> Exercise
Your answer should be one number: the count of lines in the data below that include "FsStore".
···
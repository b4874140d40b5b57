//! SHA-256 helpers and filename checks

use sha2::{Digest, Sha256};

/// Lowercase hex SHA-256 of `data`
pub fn sha256_hex(data: &[u8]) -> String {
    let mut h = Sha256::new();
    h.update(data);
    hex::encode(h.finalize())
}

/// Whether `name` is a single plain path component that may live in the
/// firmware directory.
pub fn is_plain_filename(name: &str) -> bool {
    !name.is_empty()
        && name != "."
        && name != ".."
        && !name.contains(['/', '\\', '\0'])
}

/// Whether `name` ends with `.<extension>`
pub fn has_extension(name: &str, extension: &str) -> bool {
    name.strip_suffix(extension)
        .is_some_and(|stem| stem.ends_with('.'))
}

#[cfg(test)]
mod tests {
    use super::*;

    #[test]
    fn test_sha256_known_vectors() {
        assert_eq!(
            sha256_hex(b""),
            "e3b0c44298fc1c149afbf4c8996fb92427ae41e4649b934ca495991b7852b855"
        );
        assert_eq!(
            sha256_hex(b"abc"),
            "ba7816bf8f01cfea414140de5dae2223b00361a396177a9cb410ff61f20015ad"
        );
    }

    #[test]
    fn test_plain_filename() {
        assert!(is_plain_filename("fw.bin"));
        assert!(is_plain_filename("esp32-s3_v1.2.bin"));
        assert!(!is_plain_filename(""));
        assert!(!is_plain_filename(".."));
        assert!(!is_plain_filename("../version.json"));
        assert!(!is_plain_filename("a\\b.bin"));
    }

    #[test]
    fn test_has_extension() {
        assert!(has_extension("fw.bin", "bin"));
        assert!(has_extension(".bin", "bin"));
        assert!(!has_extension("fwbin", "bin"));
        assert!(!has_extension("firmware.txt", "bin"));
        assert!(!has_extension("fw.bin.txt", "bin"));
    }
}
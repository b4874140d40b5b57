//! FirmwareStore trait and the filesystem-backed store
//!
//! The store owns one directory holding any number of firmware blobs plus a
//! single version record. Every operation is an independent read or write;
//! there is no history beyond whatever blobs remain on disk.

use std::io::ErrorKind;
use std::path::PathBuf;

use async_trait::async_trait;
use bytes::Bytes;
use tokio::sync::Mutex;

use crate::checksum::{has_extension, is_plain_filename, sha256_hex};
use crate::config::StoreConfig;
use crate::error::{StoreError, StoreResult};
use crate::models::{FirmwareBlob, FirmwareUpload, VerifyOutcome, VersionRecord};

/// Storage for firmware blobs and the current version record
#[async_trait]
pub trait FirmwareStore: Send + Sync {
    /// Read the current version record
    async fn current_version(&self) -> StoreResult<VersionRecord>;

    /// Read a blob by filename.
    ///
    /// For firmware-extension files the blob is hashed, and if it is the blob
    /// the record points at, a drifted record checksum is rewritten.
    async fn download(&self, filename: &str) -> StoreResult<FirmwareBlob>;

    /// Store a blob and make it the current version
    async fn upload(&self, upload: FirmwareUpload) -> StoreResult<VersionRecord>;

    /// Re-hash the blob named by the record and repair the checksum if needed
    async fn verify(&self) -> StoreResult<VerifyOutcome>;
}

/// Filesystem store rooted at [`StoreConfig::dir`]
///
/// Writes go to a hidden temp file and are renamed into place. All mutations
/// are serialised through one async lock; reads are lock-free.
#[derive(Debug)]
pub struct FsStore {
    config: StoreConfig,
    write_lock: Mutex<()>,
}

impl FsStore {
    /// Create a store without touching the filesystem
    pub fn new(config: StoreConfig) -> Self {
        Self {
            config,
            write_lock: Mutex::new(()),
        }
    }

    /// Create the firmware directory if needed and return the store
    pub async fn open(config: StoreConfig) -> StoreResult<Self> {
        tokio::fs::create_dir_all(&config.dir).await?;
        tracing::info!(dir = %config.dir.display(), "Firmware store opened");
        Ok(Self::new(config))
    }

    pub fn config(&self) -> &StoreConfig {
        &self.config
    }

    fn blob_path(&self, filename: &str) -> PathBuf {
        self.config.dir.join(filename)
    }

    async fn load_record(&self) -> StoreResult<Option<VersionRecord>> {
        match tokio::fs::read(self.config.version_path()).await {
            Ok(content) => Ok(Some(serde_json::from_slice(&content)?)),
            Err(e) if e.kind() == ErrorKind::NotFound => Ok(None),
            Err(e) => Err(e.into()),
        }
    }

    async fn save_record(&self, record: &VersionRecord) -> StoreResult<()> {
        let content = record.to_json_pretty()?;
        self.write_atomic(&self.config.version_file, &content).await
    }

    async fn read_blob(&self, filename: &str) -> StoreResult<Bytes> {
        if !is_plain_filename(filename) {
            return Err(StoreError::BlobNotFound(filename.to_string()));
        }
        match tokio::fs::read(self.blob_path(filename)).await {
            Ok(data) => Ok(Bytes::from(data)),
            Err(e) if e.kind() == ErrorKind::NotFound => {
                Err(StoreError::BlobNotFound(filename.to_string()))
            }
            Err(e) => Err(e.into()),
        }
    }

    async fn write_atomic(&self, name: &str, data: &[u8]) -> StoreResult<()> {
        let target = self.config.dir.join(name);
        let tmp = self.config.dir.join(format!(".{}.tmp", name));

        tokio::fs::write(&tmp, data).await?;
        if let Err(e) = tokio::fs::rename(&tmp, &target).await {
            let _ = tokio::fs::remove_file(&tmp).await;
            return Err(e.into());
        }
        Ok(())
    }

    /// Rewrite the record checksum if `filename` is the current blob and its
    /// bytes on disk no longer match. Returns whether the record was rewritten.
    ///
    /// The blob is re-read under the write lock, so a hash taken before a
    /// concurrent upload can never land in the newer record.
    async fn repair(&self, filename: &str) -> StoreResult<bool> {
        let _guard = self.write_lock.lock().await;

        let Some(record) = self.load_record().await? else {
            return Ok(false);
        };
        if record.blob_name() != Some(filename) {
            return Ok(false);
        }
        let (_, repaired) = self.repair_locked(record, filename).await?;
        Ok(repaired)
    }

    /// Hash `filename` and bring `record` in line with it. Caller holds
    /// `write_lock`.
    async fn repair_locked(
        &self,
        mut record: VersionRecord,
        filename: &str,
    ) -> StoreResult<(String, bool)> {
        let data = self.read_blob(filename).await?;
        let checksum = sha256_hex(&data);
        if record.checksum.as_deref() == Some(checksum.as_str()) {
            return Ok((checksum, false));
        }

        tracing::warn!(
            filename,
            stored = ?record.checksum,
            actual = %checksum,
            "Checksum drift detected, rewriting version record"
        );
        record.checksum = Some(checksum.clone());
        self.save_record(&record).await?;
        Ok((checksum, true))
    }

    fn validate_upload_name(&self, filename: &str) -> StoreResult<()> {
        if filename.is_empty() {
            return Err(StoreError::EmptyFilename);
        }
        if !has_extension(filename, &self.config.extension) {
            return Err(StoreError::InvalidExtension {
                filename: filename.to_string(),
                extension: self.config.extension.clone(),
            });
        }
        if !is_plain_filename(filename) || filename == self.config.version_file {
            return Err(StoreError::InvalidFilename(filename.to_string()));
        }
        Ok(())
    }
}

#[async_trait]
impl FirmwareStore for FsStore {
    async fn current_version(&self) -> StoreResult<VersionRecord> {
        self.load_record().await?.ok_or(StoreError::RecordNotFound)
    }

    async fn download(&self, filename: &str) -> StoreResult<FirmwareBlob> {
        let data = self.read_blob(filename).await?;

        let checksum = if has_extension(filename, &self.config.extension) {
            let checksum = sha256_hex(&data);
            if self.config.repair_on_download {
                self.repair(filename).await?;
            }
            Some(checksum)
        } else {
            None
        };

        tracing::debug!(filename, size = data.len(), "Serving firmware blob");

        Ok(FirmwareBlob {
            filename: filename.to_string(),
            data,
            checksum,
        })
    }

    async fn upload(&self, upload: FirmwareUpload) -> StoreResult<VersionRecord> {
        self.validate_upload_name(&upload.filename)?;

        let _guard = self.write_lock.lock().await;

        self.write_atomic(&upload.filename, &upload.data).await?;
        let checksum = sha256_hex(&upload.data);

        let record = VersionRecord {
            version: upload.version,
            url: upload.url,
            checksum: Some(checksum),
        };
        self.save_record(&record).await?;

        tracing::debug!(
            filename = %upload.filename,
            size = upload.data.len(),
            version = %record.version,
            "Firmware stored"
        );

        Ok(record)
    }

    async fn verify(&self) -> StoreResult<VerifyOutcome> {
        let _guard = self.write_lock.lock().await;

        let record = self.load_record().await?.ok_or(StoreError::RecordNotFound)?;
        let filename = record
            .blob_name()
            .ok_or_else(|| StoreError::BlobNotFound(record.url.clone()))?
            .to_string();

        let (checksum, repaired) = self.repair_locked(record, &filename).await?;

        tracing::debug!(filename = %filename, repaired, "Verify pass complete");

        Ok(VerifyOutcome {
            filename,
            checksum,
            repaired,
        })
    }
}
//! HTTP request handlers for the OTA API
//!
//! Handlers are thin: they parse the request, call the store, and shape the
//! response the devices expect.

pub mod firmware;
pub mod upload;
pub mod version;
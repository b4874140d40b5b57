//! Version advertisement and verification handlers

use axum::extract::State;
use axum::Json;
use ota_core::VerifyOutcome;
use serde::Serialize;

use crate::error::ApiError;
use crate::state::AppState;

/// Response for the version endpoint
#[derive(Debug, Serialize)]
pub struct VersionResponse {
    pub firmware: FirmwareInfo,
}

/// Advertised firmware (checksum is deliberately not part of this shape)
#[derive(Debug, Serialize)]
pub struct FirmwareInfo {
    pub version: String,
    pub url: String,
}

/// GET /ota/
/// Advertise the current firmware version
pub async fn get_version(
    State(state): State<AppState>,
) -> Result<Json<VersionResponse>, ApiError> {
    let record = state.store().current_version().await?;

    Ok(Json(VersionResponse {
        firmware: FirmwareInfo {
            version: record.version,
            url: record.url,
        },
    }))
}

/// POST /ota/verify
/// Re-hash the current blob and repair the recorded checksum
pub async fn verify_firmware(
    State(state): State<AppState>,
) -> Result<Json<VerifyOutcome>, ApiError> {
    let outcome = state.store().verify().await?;

    tracing::info!(
        filename = %outcome.filename,
        repaired = outcome.repaired,
        "Firmware verified"
    );

    Ok(Json(outcome))
}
···
> Response box
3